The famous English poet John Donne once penned this short and profound poem:

No man is an island,
Entire of itself.
Each is a piece of the continent,
A part of the main.
If a clod be washed away by the sea,
Europe is the less.
As well as if a promontory were.
As well as if a manner of thine own
Or of thine friend's were.
Each man's death diminishes me,
For I am involved in mankind.
Therefore, send not to know
For whom the bell tolls,
It tolls for thee.

Physicists call it Chaos Theory, Economists and Mathematicians call it Game Theory, Computer Scientists call it Cybernetics, Psychologists call it Family Systems. Call it what you will, the fact remains, we are all of us in this thing called Life together, human beings, animals, the flora. It is a causal chain, a web of interaction and influence, that creates the ebb and flow of existence, and if we humans continue to assume that being at the top of this causal chain somehow exempts us from our spiritual, ethical, and moral responsibilities to everything else on the planet, we will have finally forfeited the deep and awesome responsibility God gave us to exercise dominion over his Creation.
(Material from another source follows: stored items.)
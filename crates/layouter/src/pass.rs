//! One layout pass: expand styles, build and translate the tree, solve once,
//! read geometry back.

use std::rc::Rc;
use std::sync::Arc;

use anyhow::{Context as _, Result};
use log::debug;
use style_engine::{ResolvedStyle, StyleEnv, Viewport, expand};
use tracing::info_span;

use crate::backend::{BackendKind, LayoutEngine};
use crate::element::Element;
use crate::error::LayoutError;
use crate::measure::MeasureContent;
use crate::registry::EngineRegistry;
use crate::translate::{Diagnostic, GridAreas, Translator, describe};
use crate::tree::{BoxEdges, Geometry, LayoutTree, NodeHandle};

/// Inputs of a pass besides the element tree.
#[derive(Copy, Clone, Debug, PartialEq)]
pub struct LayoutOptions {
    /// Available width for the root; `None` lays out at content width.
    pub width: Option<f32>,
    pub height: Option<f32>,
    /// Per-pass backend; wins over the registry's selection.
    pub backend: Option<BackendKind>,
    pub root_font_size: f32,
    /// Basis for `vw`/`vh`/`vmin`/`vmax`; falls back to `width` x `height` when
    /// both are definite.
    pub viewport: Option<Viewport>,
}

impl Default for LayoutOptions {
    fn default() -> Self {
        Self {
            width: None,
            height: None,
            backend: None,
            root_font_size: 16.0,
            viewport: None,
        }
    }
}

impl LayoutOptions {
    /// Options for a definite available size.
    pub const fn sized(width: f32, height: f32) -> Self {
        Self {
            width: Some(width),
            height: Some(height),
            backend: None,
            root_font_size: 16.0,
            viewport: None,
        }
    }

    #[must_use]
    pub const fn with_backend(mut self, backend: BackendKind) -> Self {
        self.backend = Some(backend);
        self
    }

    fn env(&self) -> StyleEnv {
        let available = self
            .width
            .zip(self.height)
            .map(|(width_px, height_px)| Viewport {
                width_px,
                height_px,
            });
        StyleEnv {
            root_font_size: self.root_font_size,
            viewport: self.viewport.or(available),
        }
    }
}

/// Computed box of one element. `geometry` is in document coordinates.
#[derive(Clone, Debug, PartialEq)]
pub struct NodeLayout {
    /// Child indices from the root; the root's path is empty.
    pub path: Vec<usize>,
    pub element_type: String,
    pub geometry: Geometry,
    pub edges: BoxEdges,
}

/// Everything a pass produced, in document order.
#[derive(Clone, Debug)]
pub struct LayoutResult {
    pub backend: BackendKind,
    pub nodes: Vec<NodeLayout>,
    /// Unsupported-feature fallbacks taken during the pass.
    pub diagnostics: Vec<Diagnostic>,
}

impl LayoutResult {
    pub fn get(&self, path: &[usize]) -> Option<&NodeLayout> {
        self.nodes.iter().find(|node| node.path == path)
    }

    pub fn root(&self) -> Option<&NodeLayout> {
        self.get(&[])
    }
}

/// A node created during the build, with the index of its parent entry.
struct Placed {
    path: Vec<usize>,
    element_type: String,
    node: NodeHandle,
    parent: Option<usize>,
}

/// A layout pass bound to one engine. The engine is resolved once, so changing
/// the registry's selection afterwards does not affect this pass.
#[derive(Debug)]
pub struct LayoutPass {
    engine: Arc<dyn LayoutEngine>,
    options: LayoutOptions,
}

impl LayoutPass {
    /// Resolve the engine from the process-wide registry.
    ///
    /// # Errors
    /// [`LayoutError::BackendUnavailable`] when the chosen backend is not compiled in.
    pub async fn prepare(options: LayoutOptions) -> Result<Self, LayoutError> {
        Self::prepare_with(EngineRegistry::global(), options).await
    }

    /// Resolve the engine from a specific registry.
    ///
    /// # Errors
    /// [`LayoutError::BackendUnavailable`] when the chosen backend is not compiled in.
    pub async fn prepare_with(
        registry: &EngineRegistry,
        options: LayoutOptions,
    ) -> Result<Self, LayoutError> {
        let engine = registry.acquire(options.backend).await?;
        Ok(Self::with_engine(engine, options))
    }

    pub const fn with_engine(engine: Arc<dyn LayoutEngine>, options: LayoutOptions) -> Self {
        Self { engine, options }
    }

    pub fn backend(&self) -> BackendKind {
        self.engine.kind()
    }

    /// Lay out `root` and everything below it.
    ///
    /// # Errors
    /// A replaced element that cannot be sized, or a backend failure. The
    /// underlying [`LayoutError`] can be recovered with `downcast_ref`.
    pub fn run(&self, root: &Element, measurer: Rc<dyn MeasureContent>) -> Result<LayoutResult> {
        let backend = self.engine.kind();
        let _span = info_span!("layout_pass", backend = backend.name()).entered();

        let mut tree = self.engine.new_tree();
        let mut placed = Vec::new();
        let diagnostics = {
            let mut translator = Translator::new(tree.as_mut(), measurer);
            let inherited = ResolvedStyle::initial(self.options.env());
            build(
                &mut translator,
                root,
                &inherited,
                &mut Vec::new(),
                None,
                &mut placed,
            )?;
            translator.into_diagnostics()
        };

        let root_node = placed
            .first()
            .map(|entry| entry.node)
            .context("layout pass produced no root node")?;
        tree.calculate_layout(root_node, self.options.width, self.options.height)
            .with_context(|| format!("solving the {backend} layout"))?;

        let nodes = harvest(tree.as_ref(), &placed)?;
        debug!(
            target: "layouter::pass",
            "[PASS] {backend}: {} nodes, {} fallbacks",
            nodes.len(),
            diagnostics.len()
        );
        Ok(LayoutResult {
            backend,
            nodes,
            diagnostics,
        })
    }
}

/// Where a node is being attached.
#[derive(Copy, Clone)]
struct Parent<'areas> {
    entry: usize,
    node: NodeHandle,
    areas: Option<&'areas GridAreas>,
}

/// Expand, create and translate `element`, attach it, then recurse into its
/// children. Nodes are created in document order.
fn build(
    translator: &mut Translator<'_>,
    element: &Element,
    inherited: &ResolvedStyle,
    path: &mut Vec<usize>,
    parent: Option<Parent<'_>>,
    placed: &mut Vec<Placed>,
) -> Result<()> {
    let style = expand(&element.declared_style(), inherited);
    let translated = translator
        .translate(element, &style, path, parent.and_then(|outer| outer.areas))
        .with_context(|| format!("translating {}", describe(&element.element_type, path)))?;

    if let Some(outer) = parent {
        let index = path.last().copied().unwrap_or_default();
        translator
            .attach(outer.node, translated.node, index)
            .with_context(|| format!("attaching {}", describe(&element.element_type, path)))?;
    }

    let entry = placed.len();
    placed.push(Placed {
        path: path.clone(),
        element_type: element.element_type.clone(),
        node: translated.node,
        parent: parent.map(|outer| outer.entry),
    });

    let this = Parent {
        entry,
        node: translated.node,
        areas: translated.areas.as_ref(),
    };
    for (index, child) in element.children.iter().enumerate() {
        path.push(index);
        build(translator, child, &style, path, Some(this), placed)?;
        path.pop();
    }
    Ok(())
}

/// Read every node's geometry, offsetting each by its parent's document position.
fn harvest(tree: &dyn LayoutTree, placed: &[Placed]) -> Result<Vec<NodeLayout>> {
    let mut nodes: Vec<NodeLayout> = Vec::with_capacity(placed.len());
    for entry in placed {
        let mut geometry = tree.geometry(entry.node)?;
        if let Some(parent) = entry.parent.and_then(|index| nodes.get(index)) {
            geometry.left += parent.geometry.left;
            geometry.top += parent.geometry.top;
        }
        nodes.push(NodeLayout {
            path: entry.path.clone(),
            element_type: entry.element_type.clone(),
            geometry,
            edges: tree.edges(entry.node)?,
        });
    }
    Ok(nodes)
}
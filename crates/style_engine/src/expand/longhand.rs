//! Parsing of single longhand values into resolved values.

use css_grid::{GridPlacement, parse_area, parse_auto_flow, parse_placement, parse_template_with};
use css_values_units::{
    LengthOrPercentage, UnitContext, compute_length_px, parse_length_or_percentage_str,
    parse_number_str,
};

use crate::property::{Property, ValueKind};
use crate::value::{DeclaredValue, Keyword, StyleValue};

/// Resolve one longhand; `None` when the value is invalid for the property.
pub(crate) fn parse_longhand(
    property: Property,
    raw: &DeclaredValue,
    units: &UnitContext,
) -> Option<StyleValue> {
    match property.kind() {
        ValueKind::LengthPercentageAuto => keyword_or(raw, &[("auto", Keyword::Auto)])
            .or_else(|| length_percentage(raw, units, true)),
        ValueKind::LengthPercentage => length_percentage(raw, units, false),
        ValueKind::MinSize => keyword_or(raw, &[("auto", Keyword::Auto)])
            .or_else(|| length_percentage(raw, units, false)),
        ValueKind::MaxSize => keyword_or(raw, &[("none", Keyword::None)])
            .or_else(|| length_percentage(raw, units, false)),
        ValueKind::BorderWidth => border_width(raw, units),
        ValueKind::Factor => number(raw)
            .filter(|factor| *factor >= 0.0)
            .map(StyleValue::Number),
        ValueKind::AspectRatio => {
            keyword_or(raw, &[("auto", Keyword::Auto)]).or_else(|| aspect_ratio(raw))
        }
        ValueKind::Keyword(table) => keyword_or(raw, table),
        ValueKind::TrackList => keyword_or(raw, &[("none", Keyword::None)]).or_else(|| {
            let text = text(raw)?;
            let normalized = collapse_whitespace(text);
            (!parse_template_with(&normalized, units).is_empty())
                .then_some(StyleValue::Text(normalized))
        }),
        ValueKind::Areas => keyword_or(raw, &[("none", Keyword::None)]).or_else(|| {
            let rows = parse_area(text(raw)?);
            let columns = rows.first()?.len();
            rows.iter()
                .all(|row| row.len() == columns)
                .then(|| {
                    let quoted: Vec<String> = rows
                        .iter()
                        .map(|row| format!("\"{}\"", row.join(" ")))
                        .collect();
                    StyleValue::Text(quoted.join(" "))
                })
        }),
        ValueKind::AutoFlow => {
            let text = text(raw)?;
            parse_auto_flow(text)?;
            Some(StyleValue::Text(collapse_whitespace(text).to_ascii_lowercase()))
        }
        ValueKind::GridLine => grid_line(raw),
        ValueKind::FontSize => font_size(raw, units),
        ValueKind::LineHeight => line_height(raw, units),
    }
}

fn text(raw: &DeclaredValue) -> Option<&str> {
    match raw {
        DeclaredValue::Text(text) => Some(text.trim()),
        DeclaredValue::Number(_) => None,
    }
}

fn number(raw: &DeclaredValue) -> Option<f32> {
    match raw {
        DeclaredValue::Number(number) => number.is_finite().then_some(*number),
        DeclaredValue::Text(text) => parse_number_str(text.trim()).ok().map(|number| number.0),
    }
}

fn keyword_or(raw: &DeclaredValue, table: &[(&str, Keyword)]) -> Option<StyleValue> {
    let word = text(raw)?;
    table
        .iter()
        .find(|(name, _)| word.eq_ignore_ascii_case(name))
        .map(|(_, keyword)| StyleValue::Keyword(*keyword))
}

/// `<length-percentage>` or a bare number (pixels) into pixels or a percentage.
fn length_percentage(
    raw: &DeclaredValue,
    units: &UnitContext,
    allow_negative: bool,
) -> Option<StyleValue> {
    let value = match raw {
        DeclaredValue::Number(number) => StyleValue::Number(*number),
        DeclaredValue::Text(text) => match parse_length_or_percentage_str(text.trim()).ok()? {
            LengthOrPercentage::Length(length) => {
                StyleValue::Number(compute_length_px(length, units)?)
            }
            LengthOrPercentage::Percentage(percentage) => {
                StyleValue::Percent(percentage.as_percent())
            }
            LengthOrPercentage::Number(number) => StyleValue::Number(number),
        },
    };
    let amount = match value {
        StyleValue::Number(amount) | StyleValue::Percent(amount) => amount,
        StyleValue::Keyword(_) | StyleValue::Text(_) => return None,
    };
    (amount.is_finite() && (allow_negative || amount >= 0.0)).then_some(value)
}

fn border_width(raw: &DeclaredValue, units: &UnitContext) -> Option<StyleValue> {
    let named = text(raw).and_then(|word| match word.to_ascii_lowercase().as_str() {
        "thin" => Some(1.0),
        "medium" => Some(3.0),
        "thick" => Some(5.0),
        _ => None,
    });
    if let Some(width) = named {
        return Some(StyleValue::Number(width));
    }
    match length_percentage(raw, units, false)? {
        StyleValue::Number(width) => Some(StyleValue::Number(width)),
        _ => None,
    }
}

/// `a / b` or a bare positive number.
fn aspect_ratio(raw: &DeclaredValue) -> Option<StyleValue> {
    let ratio = match raw {
        DeclaredValue::Number(number) => *number,
        DeclaredValue::Text(text) => match text.split_once('/') {
            Some((numerator, denominator)) => {
                let width = parse_number_str(numerator.trim()).ok()?.0;
                let height = parse_number_str(denominator.trim()).ok()?.0;
                if height <= 0.0 {
                    return None;
                }
                width / height
            }
            None => parse_number_str(text.trim()).ok()?.0,
        },
    };
    (ratio.is_finite() && ratio > 0.0).then_some(StyleValue::Number(ratio))
}

fn grid_line(raw: &DeclaredValue) -> Option<StyleValue> {
    let placement = match raw {
        DeclaredValue::Number(number) => {
            if number.fract() != 0.0 {
                return None;
            }
            parse_placement(&format!("{number}"))
        }
        DeclaredValue::Text(text) => {
            if text.trim().eq_ignore_ascii_case("auto") {
                return Some(StyleValue::Keyword(Keyword::Auto));
            }
            parse_placement(text)
        }
    };
    match placement {
        GridPlacement::Auto => None,
        GridPlacement::Line(line) => Some(StyleValue::Text(line.to_string())),
        GridPlacement::Span(span) => Some(StyleValue::Text(format!("span {span}"))),
        GridPlacement::Named(name) => Some(StyleValue::Text(name)),
    }
}

/// `units.font_size_px` is the parent's font size here.
fn font_size(raw: &DeclaredValue, units: &UnitContext) -> Option<StyleValue> {
    match length_percentage(raw, units, false)? {
        StyleValue::Percent(percent) => {
            Some(StyleValue::Number(units.font_size_px * percent / 100.0))
        }
        other => Some(other),
    }
}

/// Stored as a multiplier of the element's font size.
fn line_height(raw: &DeclaredValue, units: &UnitContext) -> Option<StyleValue> {
    if text(raw).is_some_and(|word| word.eq_ignore_ascii_case("normal")) {
        return Some(StyleValue::Number(1.2));
    }
    if let Some(factor) = number(raw) {
        return (factor >= 0.0).then_some(StyleValue::Number(factor));
    }
    match length_percentage(raw, units, false)? {
        StyleValue::Percent(percent) => Some(StyleValue::Number(percent / 100.0)),
        StyleValue::Number(pixels) if units.font_size_px > 0.0 => {
            Some(StyleValue::Number(pixels / units.font_size_px))
        }
        _ => None,
    }
}

fn collapse_whitespace(text: &str) -> String {
    text.split_whitespace().collect::<Vec<_>>().join(" ")
}

#[cfg(test)]
mod tests {
    use super::*;

    const UNITS: UnitContext = UnitContext {
        font_size_px: 20.0,
        root_font_size_px: 16.0,
        viewport: None,
    };

    fn parse(property: Property, raw: &str) -> Option<StyleValue> {
        parse_longhand(property, &DeclaredValue::from(raw), &UNITS)
    }

    #[test]
    fn lengths_resolve_relative_units() {
        assert_eq!(parse(Property::Width, "2em"), Some(StyleValue::Number(40.0)));
        assert_eq!(parse(Property::Width, "1.5rem"), Some(StyleValue::Number(24.0)));
        assert_eq!(parse(Property::Width, "50%"), Some(StyleValue::Percent(50.0)));
        assert_eq!(parse(Property::Width, "auto"), Some(StyleValue::Keyword(Keyword::Auto)));
        assert_eq!(parse(Property::Width, "10vw"), None);
        assert_eq!(parse(Property::PaddingTop, "-4px"), None);
        assert_eq!(parse(Property::MarginTop, "-4px"), Some(StyleValue::Number(-4.0)));
    }

    #[test]
    fn keywords_fold_aliases() {
        assert_eq!(
            parse(Property::JustifyContent, "start"),
            Some(StyleValue::Keyword(Keyword::FlexStart))
        );
        assert_eq!(
            parse(Property::AlignItems, "normal"),
            Some(StyleValue::Keyword(Keyword::Stretch))
        );
        assert_eq!(
            parse(Property::OverflowX, "clip"),
            Some(StyleValue::Keyword(Keyword::Hidden))
        );
        assert_eq!(parse(Property::Display, "table"), None);
    }

    #[test]
    fn aspect_ratio_accepts_fractions() {
        assert_eq!(parse(Property::AspectRatio, "16 / 8"), Some(StyleValue::Number(2.0)));
        assert_eq!(parse(Property::AspectRatio, "1.5"), Some(StyleValue::Number(1.5)));
        assert_eq!(parse(Property::AspectRatio, "1 / 0"), None);
    }

    #[test]
    fn grid_values_are_validated_and_normalized() {
        assert_eq!(
            parse(Property::GridTemplateColumns, "  1fr   100px "),
            Some(StyleValue::Text("1fr 100px".to_owned()))
        );
        assert_eq!(parse(Property::GridTemplateColumns, "bogus"), None);
        assert_eq!(
            parse(Property::GridTemplateAreas, "'a b'\n'c d'"),
            Some(StyleValue::Text("\"a b\" \"c d\"".to_owned()))
        );
        assert_eq!(parse(Property::GridTemplateAreas, "\"a b\" \"c\""), None);
        assert_eq!(
            parse(Property::GridRowStart, "span 2"),
            Some(StyleValue::Text("span 2".to_owned()))
        );
        assert_eq!(
            parse(Property::GridAutoFlow, "Column  dense"),
            Some(StyleValue::Text("column dense".to_owned()))
        );
    }

    #[test]
    fn font_metrics_use_parent_size() {
        assert_eq!(parse(Property::FontSize, "150%"), Some(StyleValue::Number(30.0)));
        assert_eq!(parse(Property::LineHeight, "30px"), Some(StyleValue::Number(1.5)));
        assert_eq!(parse(Property::LineHeight, "normal"), Some(StyleValue::Number(1.2)));
    }
}
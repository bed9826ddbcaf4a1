//! Main-axis sizing and distribution.
//! Spec: <https://www.w3.org/TR/css-flexbox-1/#resolve-flexible-lengths>

pub mod flex_algorithm;
pub mod main_axis;

pub use flex_algorithm::{FlexFactors, resolve_flexible_lengths};
pub use main_axis::{distribute_auto_margins, justify_params};
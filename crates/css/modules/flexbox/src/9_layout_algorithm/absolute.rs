//! Absolutely positioned children.
//! Spec: <https://www.w3.org/TR/css-flexbox-1/#abspos-items>

use crate::chapter5::Edge;
use crate::chapter6::{inset, resolve_edges};
use crate::geometry::{Rect, Size};
use crate::node::Node;

use super::{AvailableSpace, LayoutInput, compute, set_placement};

/// Size and place an out-of-flow child against the container's padding box.
///
/// Without insets the child sits at the content-box start.
pub(super) fn layout_absolute_child(
    child: &Node,
    container: Size<f32>,
    border: Rect<f32>,
    pb: Rect<f32>,
) {
    let style = child.style();
    let padding_box = Size {
        width: (container.width - border.horizontal()).max(0.0),
        height: (container.height - border.vertical()).max(0.0),
    };
    let containing = Size {
        width: Some(padding_box.width),
        height: Some(padding_box.height),
    };
    let margin = resolve_edges(&style.margin, containing.width);
    let left = inset(&style, Edge::Left, containing.width);
    let right = inset(&style, Edge::Right, containing.width);
    let top = inset(&style, Edge::Top, containing.height);
    let bottom = inset(&style, Edge::Bottom, containing.height);

    let stretched = |start: Option<f32>, end: Option<f32>, space: f32, margins: f32| {
        start
            .zip(end)
            .map(|(from, to)| (space - from - to - margins).max(0.0))
    };
    let known = Size {
        width: style.width.resolve(containing.width).or_else(|| {
            stretched(left, right, padding_box.width, margin.horizontal())
        }),
        height: style.height.resolve(containing.height).or_else(|| {
            stretched(top, bottom, padding_box.height, margin.vertical())
        }),
    };
    let available = Size {
        width: AvailableSpace::Definite((padding_box.width - margin.horizontal()).max(0.0)),
        height: AvailableSpace::Definite((padding_box.height - margin.vertical()).max(0.0)),
    };
    let size = compute(
        child,
        LayoutInput {
            known,
            parent: containing,
            available,
            perform: false,
        },
    );
    compute(
        child,
        LayoutInput {
            known: Size {
                width: Some(size.width),
                height: Some(size.height),
            },
            parent: containing,
            available,
            perform: true,
        },
    );

    let left_pos = match (left, right) {
        (Some(from), _) => border.left + from + margin.left,
        (None, Some(to)) => container.width - border.right - to - size.width - margin.right,
        (None, None) => pb.left + margin.left,
    };
    let top_pos = match (top, bottom) {
        (Some(from), _) => border.top + from + margin.top,
        (None, Some(to)) => container.height - border.bottom - to - size.height - margin.bottom,
        (None, None) => pb.top + margin.top,
    };
    set_placement(child, left_pos, top_pos, margin);
}
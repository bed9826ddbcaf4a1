//! Backend selection and memoized engine construction.
//!
//! Selection moves `Unselected -> Selecting(kind) -> Ready(engine)`. Engines are
//! built lazily, once per backend: concurrent first users wait on the same
//! in-flight construction. A pass resolves its engine once, up front, so
//! re-selecting mid-pass only affects later passes.

use core::sync::atomic::{AtomicUsize, Ordering};
use std::sync::{Arc, Mutex, MutexGuard, PoisonError};

use log::{debug, info};
use once_cell::sync::Lazy;
use tokio::sync::Mutex as AsyncMutex;
use tokio::task;

#[cfg(feature = "backend-flexbox")]
use crate::adapters::FlexboxEngine;
#[cfg(feature = "backend-taffy")]
use crate::adapters::TaffyEngine;
use crate::backend::{BackendKind, LayoutEngine};
use crate::error::LayoutError;

/// Observable selection state.
#[derive(Copy, Clone, Debug, Eq, PartialEq)]
pub enum EngineState {
    Unselected,
    Selecting(BackendKind),
    Ready(BackendKind),
}

enum Selection {
    Unselected,
    Selecting(BackendKind),
    Ready(Arc<dyn LayoutEngine>),
}

type EngineSlot = AsyncMutex<Option<Arc<dyn LayoutEngine>>>;

/// Process-wide (or test-local) backend selection plus one engine per backend.
pub struct EngineRegistry {
    selection: Mutex<Selection>,
    flexbox: EngineSlot,
    taffy: EngineSlot,
    constructions: AtomicUsize,
}

static GLOBAL: Lazy<EngineRegistry> = Lazy::new(EngineRegistry::new);

impl Default for EngineRegistry {
    fn default() -> Self {
        Self::new()
    }
}

impl EngineRegistry {
    pub fn new() -> Self {
        Self {
            selection: Mutex::new(Selection::Unselected),
            flexbox: AsyncMutex::new(None),
            taffy: AsyncMutex::new(None),
            constructions: AtomicUsize::new(0),
        }
    }

    /// The process-wide registry.
    pub fn global() -> &'static Self {
        &GLOBAL
    }

    pub fn state(&self) -> EngineState {
        match &*self.lock_selection() {
            Selection::Unselected => EngineState::Unselected,
            Selection::Selecting(kind) => EngineState::Selecting(*kind),
            Selection::Ready(engine) => EngineState::Ready(engine.kind()),
        }
    }

    /// Select the backend for future passes. The engine is built on first use.
    pub fn select(&self, kind: BackendKind) {
        info!(target: "layouter::engine", "[SELECT] backend {kind}");
        *self.lock_selection() = Selection::Selecting(kind);
    }

    /// Backend the next pass without an override would use.
    pub fn selected(&self) -> BackendKind {
        match &*self.lock_selection() {
            Selection::Unselected => BackendKind::default(),
            Selection::Selecting(kind) => *kind,
            Selection::Ready(engine) => engine.kind(),
        }
    }

    /// Resolve the engine for one pass. A per-pass override wins over the
    /// registry's selection and leaves that selection untouched.
    ///
    /// # Errors
    /// [`LayoutError::BackendUnavailable`] when the backend is not compiled in.
    pub async fn acquire(
        &self,
        override_kind: Option<BackendKind>,
    ) -> Result<Arc<dyn LayoutEngine>, LayoutError> {
        if let Some(kind) = override_kind {
            debug!(target: "layouter::engine", "[ACQUIRE] per-pass override {kind}");
            return self.instance(kind).await;
        }

        let kind = {
            let mut selection = self.lock_selection();
            match &*selection {
                Selection::Ready(engine) => return Ok(Arc::clone(engine)),
                Selection::Selecting(kind) => *kind,
                Selection::Unselected => {
                    let kind = BackendKind::default();
                    *selection = Selection::Selecting(kind);
                    kind
                }
            }
        };

        let engine = self.instance(kind).await?;
        let mut selection = self.lock_selection();
        if matches!(&*selection, Selection::Selecting(selecting) if *selecting == kind) {
            *selection = Selection::Ready(Arc::clone(&engine));
        }
        Ok(engine)
    }

    /// The memoized engine for `kind`, constructing it on first use.
    ///
    /// # Errors
    /// [`LayoutError::BackendUnavailable`] when the backend is not compiled in.
    pub async fn instance(&self, kind: BackendKind) -> Result<Arc<dyn LayoutEngine>, LayoutError> {
        let mut slot = self.slot(kind).lock().await;
        if let Some(engine) = slot.as_ref() {
            return Ok(Arc::clone(engine));
        }
        let engine = construct(kind).await?;
        let count = self.constructions.fetch_add(1, Ordering::SeqCst) + 1;
        info!(
            target: "layouter::engine",
            "[INIT] constructed {kind} backend (construction #{count})"
        );
        *slot = Some(Arc::clone(&engine));
        Ok(engine)
    }

    /// Number of engine constructions since this registry was created.
    pub fn constructions(&self) -> usize {
        self.constructions.load(Ordering::SeqCst)
    }

    /// Drop every memoized engine and forget the selection.
    pub async fn teardown(&self) {
        *self.flexbox.lock().await = None;
        *self.taffy.lock().await = None;
        *self.lock_selection() = Selection::Unselected;
        debug!(target: "layouter::engine", "[TEARDOWN] engines released");
    }

    const fn slot(&self, kind: BackendKind) -> &EngineSlot {
        match kind {
            BackendKind::Flexbox => &self.flexbox,
            BackendKind::Taffy => &self.taffy,
        }
    }

    fn lock_selection(&self) -> MutexGuard<'_, Selection> {
        self.selection.lock().unwrap_or_else(PoisonError::into_inner)
    }
}

/// Build a backend engine.
async fn construct(kind: BackendKind) -> Result<Arc<dyn LayoutEngine>, LayoutError> {
    task::yield_now().await;
    match kind {
        #[cfg(feature = "backend-flexbox")]
        BackendKind::Flexbox => Ok(Arc::new(FlexboxEngine::new())),
        #[cfg(feature = "backend-taffy")]
        BackendKind::Taffy => Ok(Arc::new(TaffyEngine::new())),
        #[allow(unreachable_patterns, reason = "reached only when a backend feature is off")]
        unavailable => Err(LayoutError::BackendUnavailable {
            requested: unavailable,
            alternative: unavailable.alternative(),
        }),
    }
}

#[cfg(test)]
mod tests {
    use super::*;

    #[tokio::test]
    /// Selection walks Unselected, Selecting and Ready, and teardown resets it.
    ///
    /// # Panics
    /// Panics if a state transition is wrong.
    async fn selection_state_machine() {
        let registry = EngineRegistry::new();
        assert_eq!(registry.state(), EngineState::Unselected);

        registry.select(BackendKind::Flexbox);
        assert_eq!(registry.state(), EngineState::Selecting(BackendKind::Flexbox));

        let engine = registry.acquire(None).await;
        assert!(engine.is_ok_and(|ready| ready.kind() == BackendKind::Flexbox));
        assert_eq!(registry.state(), EngineState::Ready(BackendKind::Flexbox));

        registry.teardown().await;
        assert_eq!(registry.state(), EngineState::Unselected);
        assert_eq!(registry.selected(), BackendKind::Taffy);
    }

    #[tokio::test]
    /// An override resolves its own backend without changing the selection.
    ///
    /// # Panics
    /// Panics if the override leaks into the registry state.
    async fn override_leaves_selection_alone() {
        let registry = EngineRegistry::new();
        registry.select(BackendKind::Taffy);

        let engine = registry.acquire(Some(BackendKind::Flexbox)).await;
        assert!(engine.is_ok_and(|ready| ready.kind() == BackendKind::Flexbox));
        assert_eq!(registry.state(), EngineState::Selecting(BackendKind::Taffy));
    }
}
In the Christian tradition we pay much heed to the idea that we are all a part of the mystical Body of Christ, and as one member of the body suffers, so all the members are harried. I extend this logically out to also mean that any suffering in the world on any level has an effect on me, no matter how small, and I take the mystical body of Christ to include all of creation since "even the stones would cry out" if we were to fall silent.

The animals we abuse, torture, and kill (and the forests we cut down and the streams and oceans we pollute) in order to satiate our addiction to meat all represent a chorus of suffering too loud for us to hear. It has become the din of a groaning and suffering Creation (as Paul's Letter to the Romans puts it) that we have grown inured to. And that, mark you, is our own death knell. In the End, most of us won't be judged for the blatant cruelty we exacted as we will for the monstrous indifference we showed.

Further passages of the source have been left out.